Evaluation of the efficiency of P4VP-Fe3O4 nanocomposite on the removal of diclofenac from aqueous solutions

Nonsteroidal anti-inflammatory drugs (NSAIDs) have been widely used in various treatments including inflammatory disorders, pain relief and fever. The permanent presence of these compounds in water resources and possible adverse effects due to toxicological and chemical properties is very important. The aim of this study was to evaluate of the efficiency of P4VP-Fe3O4 nanocomposite on the removal of diclofenac from aqueous solutions.

Adsorbent properties were determined by TEM, SEM, VSM and FTIR techniques. Effect of independent variables such as pH (3-9), adsorbent dose (0.1-2 g/L), contaminant concentration (2-20 mg/L), mixing speed (100-250 rpm), temperature (25-40°C) and the presence of interfering ions (120 min) were investigated. The adsorption process was evaluated using Langmuir, Freundlich, Tamkin isotherm models, and kinetic models of the adsorption process as well as thermodynamic studies.

Results showed that by examining the size and shape of P4VP-Fe3O4 composite, the composite had properties such as nano range size, polygonal structure and non-uniform shape.
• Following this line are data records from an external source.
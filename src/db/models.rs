use chrono::{DateTime, Utc};
use serde::de::DeserializeOwned;
use serde::{Deserialize, Serialize};

use crate::content::hooks::{
    derive_slug_if_absent, estimate_read_time, stamp_published_at, Changes, Hook, Lifecycle,
};
use crate::content::slug::derive_slug;
use crate::error::AppError;

/// A record stored in its own collection.
///
/// Every entity carries a string `_id` and `createdAt`/`updatedAt`
/// timestamps, and declares which fields are covered by a unique index.
pub trait Entity:
    Lifecycle + Serialize + DeserializeOwned + Clone + Send + Sync + Unpin + 'static
{
    /// Collection name in MongoDB.
    const COLLECTION: &'static str;
    /// Fields with a unique index.
    const UNIQUE_FIELDS: &'static [&'static str] = &["slug"];
    /// Localized "not found" message.
    const NOT_FOUND: &'static str;

    fn id(&self) -> &str;

    /// Assign a fresh identity, as done on insert.
    fn assign_identity(&mut self, id: String, now: DateTime<Utc>);

    fn touch(&mut self, now: DateTime<Utc>);

    /// Schema validation, run after the hook chain.
    fn validate(&self) -> Result<(), AppError> {
        Ok(())
    }
}

/// Entities with a manual display order.
pub trait Ordered: Entity {
    fn set_order(&mut self, order: i64);
}

pub fn new_id() -> String {
    uuid::Uuid::new_v4().to_string()
}

fn default_true() -> bool {
    true
}

/// Collects validation messages and joins them like the storage layer does.
#[derive(Default)]
struct Violations(Vec<String>);

impl Violations {
    fn require(&mut self, value: &str, message: &str) {
        if value.trim().is_empty() {
            self.0.push(message.to_string());
        }
    }

    fn max_len(&mut self, value: Option<&str>, max: usize, message: &str) {
        if value.is_some_and(|v| v.chars().count() > max) {
            self.0.push(message.to_string());
        }
    }

    fn check(&mut self, ok: bool, message: &str) {
        if !ok {
            self.0.push(message.to_string());
        }
    }

    fn finish(self) -> Result<(), AppError> {
        if self.0.is_empty() {
            Ok(())
        } else {
            Err(AppError::Validation(self.0.join(", ")))
        }
    }
}

// ---------------------------------------------------------------------------
// Blog
// ---------------------------------------------------------------------------

#[derive(Debug, Clone, Copy, PartialEq, Eq, Default, Serialize, Deserialize)]
#[serde(rename_all = "lowercase")]
pub enum PublishStatus {
    #[default]
    Draft,
    Published,
}

impl PublishStatus {
    pub fn toggled(self) -> Self {
        match self {
            PublishStatus::Draft => PublishStatus::Published,
            PublishStatus::Published => PublishStatus::Draft,
        }
    }
}

fn default_read_time() -> String {
    "5 دقائق".to_string()
}

fn default_author() -> String {
    "شركة عزل الأسطح".to_string()
}

/// A blog article.
#[derive(Debug, Clone, Serialize, Deserialize)]
#[serde(rename_all = "camelCase")]
pub struct Blog {
    #[serde(rename = "_id", default = "new_id")]
    pub id: String,
    #[serde(default)]
    pub slug: String,
    #[serde(default)]
    pub title: String,
    #[serde(default)]
    pub excerpt: String,
    #[serde(default)]
    pub content: String,
    #[serde(default)]
    pub image: String,
    #[serde(default)]
    pub image_query: String,
    #[serde(default)]
    pub category: String,
    /// Id of the owning [`Category`], if linked.
    #[serde(default)]
    pub category_ref: Option<String>,
    #[serde(default)]
    pub tags: Vec<String>,
    #[serde(default = "default_read_time")]
    pub read_time: String,
    #[serde(default)]
    pub featured: bool,
    #[serde(default)]
    pub related_services: Vec<String>,
    #[serde(default)]
    pub meta_title: Option<String>,
    #[serde(default)]
    pub meta_description: Option<String>,
    #[serde(default)]
    pub status: PublishStatus,
    /// First publication time; never reset once set.
    #[serde(default)]
    pub published_at: Option<DateTime<Utc>>,
    #[serde(default = "default_author")]
    pub author: String,
    #[serde(default)]
    pub order: i64,
    #[serde(default = "Utc::now")]
    pub created_at: DateTime<Utc>,
    #[serde(default = "Utc::now")]
    pub updated_at: DateTime<Utc>,
}

fn blog_normalize(blog: &mut Blog, _: &Changes, _: DateTime<Utc>) {
    blog.title = blog.title.trim().to_string();
    blog.slug = derive_slug(&blog.slug);
    for tag in blog.tags.iter_mut() {
        *tag = tag.trim().to_string();
    }
}

fn blog_slug(blog: &mut Blog, changes: &Changes, _: DateTime<Utc>) {
    derive_slug_if_absent(&mut blog.slug, &blog.title, "title", changes);
}

fn blog_read_time(blog: &mut Blog, changes: &Changes, _: DateTime<Utc>) {
    if changes.contains("content") {
        blog.read_time = estimate_read_time(&blog.content);
    }
}

fn blog_published_at(blog: &mut Blog, changes: &Changes, now: DateTime<Utc>) {
    let published = blog.status == PublishStatus::Published;
    stamp_published_at(&mut blog.published_at, published, changes, now);
}

impl Lifecycle for Blog {
    fn hooks() -> &'static [Hook<Self>] {
        &[blog_normalize, blog_slug, blog_read_time, blog_published_at]
    }
}

impl Ordered for Blog {
    fn set_order(&mut self, order: i64) {
        self.order = order;
    }
}

impl Entity for Blog {
    const COLLECTION: &'static str = "blogs";
    const NOT_FOUND: &'static str = "المقال غير موجود";

    fn id(&self) -> &str {
        &self.id
    }

    fn assign_identity(&mut self, id: String, now: DateTime<Utc>) {
        self.id = id;
        self.created_at = now;
        self.updated_at = now;
    }

    fn touch(&mut self, now: DateTime<Utc>) {
        self.updated_at = now;
    }

    fn validate(&self) -> Result<(), AppError> {
        let mut v = Violations::default();
        v.require(&self.slug, "الرابط مطلوب");
        v.require(&self.title, "عنوان المقال مطلوب");
        v.require(&self.excerpt, "الوصف المختصر مطلوب");
        v.max_len(Some(&self.excerpt), 500, "الوصف المختصر يجب ألا يتجاوز 500 حرف");
        v.require(&self.content, "محتوى المقال مطلوب");
        v.require(&self.image, "صورة المقال مطلوبة");
        v.require(&self.category, "قسم المقال مطلوب");
        v.max_len(self.meta_title.as_deref(), 70, "عنوان SEO يجب ألا يتجاوز 70 حرف");
        v.max_len(
            self.meta_description.as_deref(),
            160,
            "وصف SEO يجب ألا يتجاوز 160 حرف",
        );
        v.finish()
    }
}

// ---------------------------------------------------------------------------
// Service
// ---------------------------------------------------------------------------

#[derive(Debug, Clone, Copy, PartialEq, Eq, Default, Serialize, Deserialize)]
#[serde(rename_all = "kebab-case")]
pub enum SectionKind {
    #[default]
    TextImage,
    FeaturesGrid,
    ProcessTimeline,
    FaqAccordion,
    BenefitsGrid,
}

#[derive(Debug, Clone, Serialize, Deserialize)]
pub struct SectionItem {
    pub title: String,
    pub description: String,
}

#[derive(Debug, Clone, Serialize, Deserialize)]
#[serde(rename_all = "camelCase")]
pub struct Section {
    pub id: String,
    #[serde(rename = "type", default)]
    pub kind: SectionKind,
    pub title: String,
    #[serde(default)]
    pub content: Option<String>,
    #[serde(default)]
    pub image: Option<String>,
    #[serde(default)]
    pub image_alt: Option<String>,
    #[serde(default)]
    pub items: Vec<SectionItem>,
}

#[derive(Debug, Clone, Serialize, Deserialize)]
#[serde(rename_all = "camelCase")]
pub struct Seo {
    pub title: String,
    pub description: String,
    #[serde(default)]
    pub keywords: Vec<String>,
    #[serde(default)]
    pub og_image: Option<String>,
}

#[derive(Debug, Clone, Serialize, Deserialize)]
pub struct HeroStat {
    #[serde(default)]
    pub label: String,
    #[serde(default)]
    pub value: String,
}

#[derive(Debug, Clone, Serialize, Deserialize)]
#[serde(rename_all = "camelCase")]
pub struct Hero {
    pub image: String,
    #[serde(default)]
    pub image_alt: Option<String>,
    pub description: String,
    #[serde(default)]
    pub features: Vec<String>,
    #[serde(default)]
    pub stats: Vec<HeroStat>,
}

#[derive(Debug, Clone, Serialize, Deserialize)]
pub struct Cta {
    pub title: String,
    #[serde(default)]
    pub description: Option<String>,
    #[serde(default)]
    pub benefits: Vec<String>,
}

fn default_rating() -> u8 {
    5
}

#[derive(Debug, Clone, Serialize, Deserialize)]
pub struct Testimonial {
    pub name: String,
    #[serde(default)]
    pub location: Option<String>,
    #[serde(default = "default_rating")]
    pub rating: u8,
    pub comment: String,
    #[serde(default)]
    pub service: Option<String>,
    #[serde(default)]
    pub date: Option<String>,
}

fn default_service_icon() -> String {
    "Wind".to_string()
}

/// A service landing page.
#[derive(Debug, Clone, Serialize, Deserialize)]
#[serde(rename_all = "camelCase")]
pub struct Service {
    #[serde(rename = "_id", default = "new_id")]
    pub id: String,
    #[serde(default)]
    pub slug: String,
    #[serde(default = "default_service_icon")]
    pub icon: String,
    #[serde(default)]
    pub title: String,
    #[serde(default)]
    pub subtitle: String,
    #[serde(default)]
    pub breadcrumb: String,
    #[serde(default)]
    pub seo: Option<Seo>,
    #[serde(default)]
    pub hero: Option<Hero>,
    #[serde(default)]
    pub sections: Vec<Section>,
    #[serde(default)]
    pub cta: Option<Cta>,
    /// Schema.org blobs are stored as-is.
    #[serde(default)]
    pub schema_org: Option<serde_json::Value>,
    #[serde(default)]
    pub breadcrumb_schema: Option<serde_json::Value>,
    #[serde(default)]
    pub product_schema: Option<serde_json::Value>,
    #[serde(default)]
    pub testimonials: Vec<Testimonial>,
    #[serde(default = "default_true")]
    pub is_active: bool,
    #[serde(default)]
    pub order: i64,
    /// Id of the owning [`Category`], if linked.
    #[serde(default)]
    pub category: Option<String>,
    #[serde(default = "Utc::now")]
    pub created_at: DateTime<Utc>,
    #[serde(default = "Utc::now")]
    pub updated_at: DateTime<Utc>,
}

fn service_normalize(service: &mut Service, _: &Changes, _: DateTime<Utc>) {
    service.slug = derive_slug(&service.slug);
}

fn service_slug(service: &mut Service, changes: &Changes, _: DateTime<Utc>) {
    derive_slug_if_absent(&mut service.slug, &service.title, "title", changes);
}

impl Lifecycle for Service {
    fn hooks() -> &'static [Hook<Self>] {
        &[service_normalize, service_slug]
    }
}

impl Ordered for Service {
    fn set_order(&mut self, order: i64) {
        self.order = order;
    }
}

impl Entity for Service {
    const COLLECTION: &'static str = "services";
    const NOT_FOUND: &'static str = "الخدمة غير موجودة";

    fn id(&self) -> &str {
        &self.id
    }

    fn assign_identity(&mut self, id: String, now: DateTime<Utc>) {
        self.id = id;
        self.created_at = now;
        self.updated_at = now;
    }

    fn touch(&mut self, now: DateTime<Utc>) {
        self.updated_at = now;
    }

    fn validate(&self) -> Result<(), AppError> {
        let mut v = Violations::default();
        v.require(&self.slug, "Slug مطلوب");
        v.require(&self.title, "عنوان الخدمة مطلوب");
        v.require(&self.subtitle, "الوصف المختصر مطلوب");
        if let Some(seo) = &self.seo {
            v.require(&seo.title, "عنوان SEO مطلوب");
            v.require(&seo.description, "وصف SEO مطلوب");
        }
        if let Some(hero) = &self.hero {
            v.require(&hero.image, "صورة القسم الرئيسي مطلوبة");
            v.require(&hero.description, "وصف القسم الرئيسي مطلوب");
        }
        for section in &self.sections {
            v.require(&section.id, "معرف القسم مطلوب");
            v.require(&section.title, "عنوان القسم مطلوب");
        }
        for testimonial in &self.testimonials {
            v.require(&testimonial.name, "اسم العميل مطلوب");
            v.require(&testimonial.comment, "التعليق مطلوب");
            v.check(
                (1..=5).contains(&testimonial.rating),
                "التقييم يجب أن يكون بين 1 و 5",
            );
        }
        v.finish()
    }
}

// ---------------------------------------------------------------------------
// Category
// ---------------------------------------------------------------------------

#[derive(Debug, Clone, Copy, PartialEq, Eq, Serialize, Deserialize)]
#[serde(rename_all = "lowercase")]
pub enum CategoryKind {
    Service,
    Blog,
}

#[derive(Debug, Clone, Serialize, Deserialize)]
pub struct CategoryColor {
    #[serde(default = "default_primary_color")]
    pub primary: String,
    #[serde(default = "default_bg_color")]
    pub bg: String,
}

fn default_primary_color() -> String {
    "#3b82f6".to_string()
}

fn default_bg_color() -> String {
    "#eff6ff".to_string()
}

impl Default for CategoryColor {
    fn default() -> Self {
        Self {
            primary: default_primary_color(),
            bg: default_bg_color(),
        }
    }
}

#[derive(Debug, Clone, Serialize, Deserialize)]
#[serde(rename_all = "camelCase")]
pub struct Category {
    #[serde(rename = "_id", default = "new_id")]
    pub id: String,
    #[serde(default)]
    pub name: String,
    #[serde(default)]
    pub slug: String,
    #[serde(rename = "type")]
    pub kind: CategoryKind,
    #[serde(default)]
    pub description: String,
    #[serde(default)]
    pub icon: String,
    #[serde(default)]
    pub color: CategoryColor,
    #[serde(default = "default_true")]
    pub is_active: bool,
    #[serde(default)]
    pub order: i64,
    #[serde(default = "Utc::now")]
    pub created_at: DateTime<Utc>,
    #[serde(default = "Utc::now")]
    pub updated_at: DateTime<Utc>,
}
The peak of the pyridine ring in the results of FT-IR analysis of P4VP@Fe3O4 composite indicated the presence of C=C bands. In the adsorption process, the optimal removal conditions for diclofenac (contaminant concentration 15 mg/L, pH=5, contact time 75 min, adsorbent dose 1 g/L), the maximum removal efficiency of diclofenac 93.34% and adsorption capacity (qe) 9.33 mg/g was obtained. Also, the study of adsorption isotherm and kinetics showed that diclofenac adsorption followed Freundlich isotherm (R2 <0.956) and quasi-quadratic kinetic model (R2 <0.976). The results of thermodynamics also showed a spontaneous reaction.

P4VP-Fe3O4 composite can be used as an effective and useful adsorbent in the adsorption of diclofenac and pharmaceutical compounds from aqueous media due to its advantages such as simple and fast separation, recyclable, cost-effective and high removal efficiency.